_DIRECTIONS FOR THIS TASK_: Will you return, word for word, only the lines from the top of the data below down to and including the one with "sentinel of -1"?

_STUDY MATERIAL_:

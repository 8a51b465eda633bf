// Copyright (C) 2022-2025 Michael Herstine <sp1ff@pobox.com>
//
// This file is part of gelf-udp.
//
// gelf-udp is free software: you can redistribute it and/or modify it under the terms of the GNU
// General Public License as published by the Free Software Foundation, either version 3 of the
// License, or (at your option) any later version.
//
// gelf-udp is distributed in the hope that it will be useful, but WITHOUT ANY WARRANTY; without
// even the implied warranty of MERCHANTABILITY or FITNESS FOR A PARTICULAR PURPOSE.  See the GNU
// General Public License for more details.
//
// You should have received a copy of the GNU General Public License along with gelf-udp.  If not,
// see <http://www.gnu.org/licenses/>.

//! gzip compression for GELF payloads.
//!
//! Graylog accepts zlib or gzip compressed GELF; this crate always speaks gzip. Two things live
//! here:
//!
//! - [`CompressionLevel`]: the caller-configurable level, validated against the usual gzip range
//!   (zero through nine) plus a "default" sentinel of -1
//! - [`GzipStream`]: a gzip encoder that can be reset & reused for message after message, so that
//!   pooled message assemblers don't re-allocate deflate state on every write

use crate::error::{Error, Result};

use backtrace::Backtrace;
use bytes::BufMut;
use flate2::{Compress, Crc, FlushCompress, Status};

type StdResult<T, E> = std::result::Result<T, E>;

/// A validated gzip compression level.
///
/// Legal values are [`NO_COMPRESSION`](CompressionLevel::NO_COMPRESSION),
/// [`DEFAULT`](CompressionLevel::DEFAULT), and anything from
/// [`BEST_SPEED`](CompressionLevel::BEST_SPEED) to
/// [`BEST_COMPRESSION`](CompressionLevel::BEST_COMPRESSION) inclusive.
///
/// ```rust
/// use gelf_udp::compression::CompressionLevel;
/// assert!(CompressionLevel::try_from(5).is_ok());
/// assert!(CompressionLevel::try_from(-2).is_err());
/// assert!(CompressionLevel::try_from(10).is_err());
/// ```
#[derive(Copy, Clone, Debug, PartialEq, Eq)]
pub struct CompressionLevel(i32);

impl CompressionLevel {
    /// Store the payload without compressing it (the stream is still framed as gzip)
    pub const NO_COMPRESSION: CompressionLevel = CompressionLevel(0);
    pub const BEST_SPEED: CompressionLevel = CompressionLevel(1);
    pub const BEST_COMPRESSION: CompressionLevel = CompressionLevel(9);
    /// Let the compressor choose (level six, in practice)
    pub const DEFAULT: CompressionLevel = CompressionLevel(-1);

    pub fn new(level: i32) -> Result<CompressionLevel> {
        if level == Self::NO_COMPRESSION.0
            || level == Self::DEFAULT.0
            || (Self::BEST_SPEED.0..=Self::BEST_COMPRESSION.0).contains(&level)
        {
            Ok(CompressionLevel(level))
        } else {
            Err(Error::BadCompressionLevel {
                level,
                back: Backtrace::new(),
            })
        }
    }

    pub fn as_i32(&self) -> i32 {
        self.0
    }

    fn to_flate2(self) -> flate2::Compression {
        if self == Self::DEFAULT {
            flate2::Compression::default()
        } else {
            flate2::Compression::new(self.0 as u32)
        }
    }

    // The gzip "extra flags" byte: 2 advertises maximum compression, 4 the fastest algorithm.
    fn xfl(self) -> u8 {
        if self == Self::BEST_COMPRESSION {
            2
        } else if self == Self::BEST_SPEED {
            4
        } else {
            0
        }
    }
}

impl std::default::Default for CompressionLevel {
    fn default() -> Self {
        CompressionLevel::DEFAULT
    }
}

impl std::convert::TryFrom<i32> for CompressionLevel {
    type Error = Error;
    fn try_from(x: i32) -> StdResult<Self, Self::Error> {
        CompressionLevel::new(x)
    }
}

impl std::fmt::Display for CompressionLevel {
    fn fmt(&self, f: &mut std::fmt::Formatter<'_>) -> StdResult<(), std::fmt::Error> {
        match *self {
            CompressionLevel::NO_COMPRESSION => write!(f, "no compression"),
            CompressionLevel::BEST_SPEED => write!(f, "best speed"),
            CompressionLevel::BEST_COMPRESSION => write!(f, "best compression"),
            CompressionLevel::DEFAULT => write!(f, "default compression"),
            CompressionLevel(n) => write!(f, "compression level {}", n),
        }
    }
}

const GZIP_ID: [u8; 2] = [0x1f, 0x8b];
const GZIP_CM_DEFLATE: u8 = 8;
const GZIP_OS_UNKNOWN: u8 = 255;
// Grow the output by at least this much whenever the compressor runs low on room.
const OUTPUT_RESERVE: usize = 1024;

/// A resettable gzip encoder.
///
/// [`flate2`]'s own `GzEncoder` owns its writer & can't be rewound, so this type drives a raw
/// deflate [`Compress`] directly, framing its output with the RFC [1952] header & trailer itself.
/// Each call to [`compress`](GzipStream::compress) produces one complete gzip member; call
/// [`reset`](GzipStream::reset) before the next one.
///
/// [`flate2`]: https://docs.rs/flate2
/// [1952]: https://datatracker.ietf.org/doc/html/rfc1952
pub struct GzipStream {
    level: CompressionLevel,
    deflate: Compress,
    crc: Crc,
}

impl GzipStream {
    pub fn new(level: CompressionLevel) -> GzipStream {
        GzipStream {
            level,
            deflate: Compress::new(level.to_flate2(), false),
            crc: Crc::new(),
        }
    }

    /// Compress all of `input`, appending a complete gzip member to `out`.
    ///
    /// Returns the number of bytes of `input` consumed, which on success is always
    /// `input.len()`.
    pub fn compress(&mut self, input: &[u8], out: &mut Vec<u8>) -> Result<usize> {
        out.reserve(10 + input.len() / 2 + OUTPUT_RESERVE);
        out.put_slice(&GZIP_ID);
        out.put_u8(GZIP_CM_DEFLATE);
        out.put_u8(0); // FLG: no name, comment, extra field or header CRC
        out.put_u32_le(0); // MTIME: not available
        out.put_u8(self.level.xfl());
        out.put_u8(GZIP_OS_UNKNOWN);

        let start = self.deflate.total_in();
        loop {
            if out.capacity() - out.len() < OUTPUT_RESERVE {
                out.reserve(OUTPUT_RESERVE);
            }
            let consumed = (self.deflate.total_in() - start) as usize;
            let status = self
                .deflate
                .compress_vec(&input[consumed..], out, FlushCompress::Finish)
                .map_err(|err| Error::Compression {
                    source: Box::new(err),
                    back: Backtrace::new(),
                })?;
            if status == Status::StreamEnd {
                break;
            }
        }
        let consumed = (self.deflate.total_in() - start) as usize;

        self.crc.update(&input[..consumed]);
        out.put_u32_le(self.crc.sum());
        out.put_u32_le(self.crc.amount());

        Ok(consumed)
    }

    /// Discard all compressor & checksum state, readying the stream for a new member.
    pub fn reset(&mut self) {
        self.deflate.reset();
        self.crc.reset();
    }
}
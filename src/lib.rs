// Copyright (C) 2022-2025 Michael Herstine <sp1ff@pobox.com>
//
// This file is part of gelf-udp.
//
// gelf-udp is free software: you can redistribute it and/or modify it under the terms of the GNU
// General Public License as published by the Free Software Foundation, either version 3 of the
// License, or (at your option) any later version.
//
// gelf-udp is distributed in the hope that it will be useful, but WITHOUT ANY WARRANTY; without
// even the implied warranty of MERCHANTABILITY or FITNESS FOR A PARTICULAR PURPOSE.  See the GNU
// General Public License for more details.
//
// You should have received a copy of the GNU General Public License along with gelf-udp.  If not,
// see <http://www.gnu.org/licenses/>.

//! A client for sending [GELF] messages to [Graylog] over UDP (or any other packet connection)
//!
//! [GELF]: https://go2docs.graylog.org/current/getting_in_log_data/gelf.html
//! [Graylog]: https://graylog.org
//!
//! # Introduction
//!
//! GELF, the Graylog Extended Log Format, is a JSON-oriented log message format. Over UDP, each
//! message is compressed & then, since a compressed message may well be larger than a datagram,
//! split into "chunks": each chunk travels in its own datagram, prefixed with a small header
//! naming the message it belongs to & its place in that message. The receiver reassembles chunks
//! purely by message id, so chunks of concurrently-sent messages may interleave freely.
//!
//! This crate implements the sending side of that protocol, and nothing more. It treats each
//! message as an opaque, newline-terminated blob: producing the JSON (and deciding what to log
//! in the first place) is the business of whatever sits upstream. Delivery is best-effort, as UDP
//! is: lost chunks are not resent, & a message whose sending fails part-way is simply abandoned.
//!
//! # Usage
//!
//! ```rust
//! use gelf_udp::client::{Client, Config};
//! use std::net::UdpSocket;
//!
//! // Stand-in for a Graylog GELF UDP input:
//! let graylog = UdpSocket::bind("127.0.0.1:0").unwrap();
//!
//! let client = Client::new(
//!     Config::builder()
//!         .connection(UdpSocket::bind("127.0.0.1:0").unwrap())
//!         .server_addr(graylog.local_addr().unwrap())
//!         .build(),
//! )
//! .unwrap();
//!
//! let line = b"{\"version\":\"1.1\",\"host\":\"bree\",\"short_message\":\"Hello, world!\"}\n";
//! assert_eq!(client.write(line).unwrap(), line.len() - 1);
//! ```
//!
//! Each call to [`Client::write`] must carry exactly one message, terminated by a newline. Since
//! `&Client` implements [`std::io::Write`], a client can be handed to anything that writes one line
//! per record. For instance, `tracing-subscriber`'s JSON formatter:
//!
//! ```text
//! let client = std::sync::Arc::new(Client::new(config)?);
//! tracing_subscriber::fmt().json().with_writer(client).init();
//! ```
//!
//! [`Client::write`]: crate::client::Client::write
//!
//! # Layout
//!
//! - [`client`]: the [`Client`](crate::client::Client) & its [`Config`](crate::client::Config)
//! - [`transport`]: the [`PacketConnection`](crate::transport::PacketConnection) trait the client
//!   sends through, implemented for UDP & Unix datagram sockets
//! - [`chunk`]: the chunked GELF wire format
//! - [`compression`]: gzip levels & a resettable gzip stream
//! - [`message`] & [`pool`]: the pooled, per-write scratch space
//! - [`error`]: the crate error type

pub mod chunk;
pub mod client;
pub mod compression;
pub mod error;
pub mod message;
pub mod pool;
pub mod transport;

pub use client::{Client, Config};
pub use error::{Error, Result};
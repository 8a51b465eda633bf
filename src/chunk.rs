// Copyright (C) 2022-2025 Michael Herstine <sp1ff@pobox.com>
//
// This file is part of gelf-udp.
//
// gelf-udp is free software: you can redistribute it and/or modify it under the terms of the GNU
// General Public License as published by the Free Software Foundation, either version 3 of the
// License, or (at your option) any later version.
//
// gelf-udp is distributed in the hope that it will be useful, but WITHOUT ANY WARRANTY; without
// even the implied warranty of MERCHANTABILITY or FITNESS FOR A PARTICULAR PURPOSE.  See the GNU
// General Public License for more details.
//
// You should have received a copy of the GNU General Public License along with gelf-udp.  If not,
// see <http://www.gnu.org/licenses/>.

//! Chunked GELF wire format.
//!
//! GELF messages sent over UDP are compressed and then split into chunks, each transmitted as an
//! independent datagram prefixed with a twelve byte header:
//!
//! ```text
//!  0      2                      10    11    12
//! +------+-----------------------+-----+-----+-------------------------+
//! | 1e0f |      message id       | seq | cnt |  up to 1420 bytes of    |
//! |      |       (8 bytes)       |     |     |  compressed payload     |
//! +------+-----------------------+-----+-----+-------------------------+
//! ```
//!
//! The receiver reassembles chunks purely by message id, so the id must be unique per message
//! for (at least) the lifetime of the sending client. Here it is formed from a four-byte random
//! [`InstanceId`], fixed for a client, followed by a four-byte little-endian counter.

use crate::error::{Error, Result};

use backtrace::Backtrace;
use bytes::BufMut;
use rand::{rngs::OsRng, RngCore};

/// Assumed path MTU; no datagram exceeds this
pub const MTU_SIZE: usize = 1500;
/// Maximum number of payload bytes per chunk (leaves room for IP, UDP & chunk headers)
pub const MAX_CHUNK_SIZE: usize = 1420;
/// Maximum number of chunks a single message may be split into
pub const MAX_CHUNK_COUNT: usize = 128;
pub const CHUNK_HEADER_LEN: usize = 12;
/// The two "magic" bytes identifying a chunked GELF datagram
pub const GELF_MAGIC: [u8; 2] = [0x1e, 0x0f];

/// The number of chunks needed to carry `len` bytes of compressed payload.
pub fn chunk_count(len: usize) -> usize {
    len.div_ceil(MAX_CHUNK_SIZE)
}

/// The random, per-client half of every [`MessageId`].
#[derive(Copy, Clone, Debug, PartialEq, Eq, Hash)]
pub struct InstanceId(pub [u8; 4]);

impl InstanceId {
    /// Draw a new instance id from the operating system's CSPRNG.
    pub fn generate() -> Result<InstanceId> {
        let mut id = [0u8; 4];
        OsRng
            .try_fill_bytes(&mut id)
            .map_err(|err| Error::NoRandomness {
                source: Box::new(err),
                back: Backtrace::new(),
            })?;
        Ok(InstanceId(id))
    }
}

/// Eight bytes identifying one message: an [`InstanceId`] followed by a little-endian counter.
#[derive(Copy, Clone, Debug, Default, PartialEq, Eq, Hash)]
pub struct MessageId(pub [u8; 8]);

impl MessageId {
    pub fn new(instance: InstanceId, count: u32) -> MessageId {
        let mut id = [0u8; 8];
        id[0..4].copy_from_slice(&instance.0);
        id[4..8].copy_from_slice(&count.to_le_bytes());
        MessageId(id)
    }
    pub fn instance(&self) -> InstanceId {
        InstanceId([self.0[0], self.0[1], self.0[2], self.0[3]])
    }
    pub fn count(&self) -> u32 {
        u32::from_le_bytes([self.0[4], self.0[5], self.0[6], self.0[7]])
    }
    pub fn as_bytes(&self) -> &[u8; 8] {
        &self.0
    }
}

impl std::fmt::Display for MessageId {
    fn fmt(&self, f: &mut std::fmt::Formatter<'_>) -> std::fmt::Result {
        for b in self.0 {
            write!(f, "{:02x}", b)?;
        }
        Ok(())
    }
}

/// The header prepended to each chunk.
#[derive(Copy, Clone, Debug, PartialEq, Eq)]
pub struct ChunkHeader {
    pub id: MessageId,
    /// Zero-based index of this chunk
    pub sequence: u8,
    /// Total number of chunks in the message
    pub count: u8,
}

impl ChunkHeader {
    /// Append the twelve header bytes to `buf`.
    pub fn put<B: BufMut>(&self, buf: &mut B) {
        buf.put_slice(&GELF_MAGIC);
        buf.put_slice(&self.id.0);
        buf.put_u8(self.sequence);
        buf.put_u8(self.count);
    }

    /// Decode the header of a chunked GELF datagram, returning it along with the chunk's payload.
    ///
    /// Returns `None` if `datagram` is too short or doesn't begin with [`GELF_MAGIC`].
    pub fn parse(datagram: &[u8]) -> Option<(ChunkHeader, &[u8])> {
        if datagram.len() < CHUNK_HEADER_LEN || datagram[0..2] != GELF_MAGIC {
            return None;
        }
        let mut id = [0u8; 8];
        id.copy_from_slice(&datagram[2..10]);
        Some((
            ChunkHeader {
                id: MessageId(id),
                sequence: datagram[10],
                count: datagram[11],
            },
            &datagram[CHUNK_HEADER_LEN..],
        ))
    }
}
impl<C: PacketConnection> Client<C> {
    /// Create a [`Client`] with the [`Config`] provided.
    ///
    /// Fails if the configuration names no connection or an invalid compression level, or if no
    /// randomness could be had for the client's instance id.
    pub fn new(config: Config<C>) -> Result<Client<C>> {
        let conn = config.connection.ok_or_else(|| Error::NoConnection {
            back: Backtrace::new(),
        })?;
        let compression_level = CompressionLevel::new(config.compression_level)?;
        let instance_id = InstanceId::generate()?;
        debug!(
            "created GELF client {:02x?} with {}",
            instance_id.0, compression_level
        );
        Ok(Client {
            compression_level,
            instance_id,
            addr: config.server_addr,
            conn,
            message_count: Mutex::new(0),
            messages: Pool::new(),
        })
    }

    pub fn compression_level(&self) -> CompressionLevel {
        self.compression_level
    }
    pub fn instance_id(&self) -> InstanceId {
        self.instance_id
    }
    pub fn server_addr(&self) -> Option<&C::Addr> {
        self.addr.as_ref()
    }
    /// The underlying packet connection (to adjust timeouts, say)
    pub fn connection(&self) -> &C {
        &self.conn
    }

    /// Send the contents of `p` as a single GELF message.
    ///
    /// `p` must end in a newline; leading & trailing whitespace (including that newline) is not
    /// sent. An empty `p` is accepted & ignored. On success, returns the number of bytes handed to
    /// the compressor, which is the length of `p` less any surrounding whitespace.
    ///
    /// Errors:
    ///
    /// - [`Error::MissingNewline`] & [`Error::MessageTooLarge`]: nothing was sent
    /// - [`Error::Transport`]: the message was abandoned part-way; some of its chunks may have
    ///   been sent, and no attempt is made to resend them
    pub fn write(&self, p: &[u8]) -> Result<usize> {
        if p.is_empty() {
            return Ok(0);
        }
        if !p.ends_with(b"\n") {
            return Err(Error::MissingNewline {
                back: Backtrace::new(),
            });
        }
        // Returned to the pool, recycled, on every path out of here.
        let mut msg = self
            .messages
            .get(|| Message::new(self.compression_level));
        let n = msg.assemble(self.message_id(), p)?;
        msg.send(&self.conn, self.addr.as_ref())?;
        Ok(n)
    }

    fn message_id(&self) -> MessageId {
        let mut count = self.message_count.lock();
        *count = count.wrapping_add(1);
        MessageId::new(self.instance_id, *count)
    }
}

_EXERCISE RESULT_:
repository 8a51b465eda633bf
// Copyright (C) 2022-2025 Michael Herstine <sp1ff@pobox.com>
//
// This file is part of gelf-udp.
//
// gelf-udp is free software: you can redistribute it and/or modify it under the terms of the GNU
// General Public License as published by the Free Software Foundation, either version 3 of the
// License, or (at your option) any later version.
//
// gelf-udp is distributed in the hope that it will be useful, but WITHOUT ANY WARRANTY; without
// even the implied warranty of MERCHANTABILITY or FITNESS FOR A PARTICULAR PURPOSE.  See the GNU
// General Public License for more details.
//
// You should have received a copy of the GNU General Public License along with gelf-udp.  If not,
// see <http://www.gnu.org/licenses/>.

//! gzip compression for GELF payloads.
//!
//! Graylog accepts zlib or gzip compressed GELF; this crate always speaks gzip. Two things live
//! here:
//!
//! - [`CompressionLevel`]: the caller-configurable level, validated against the usual gzip range
//!   (zero through nine) plus a "default" sentinel of -1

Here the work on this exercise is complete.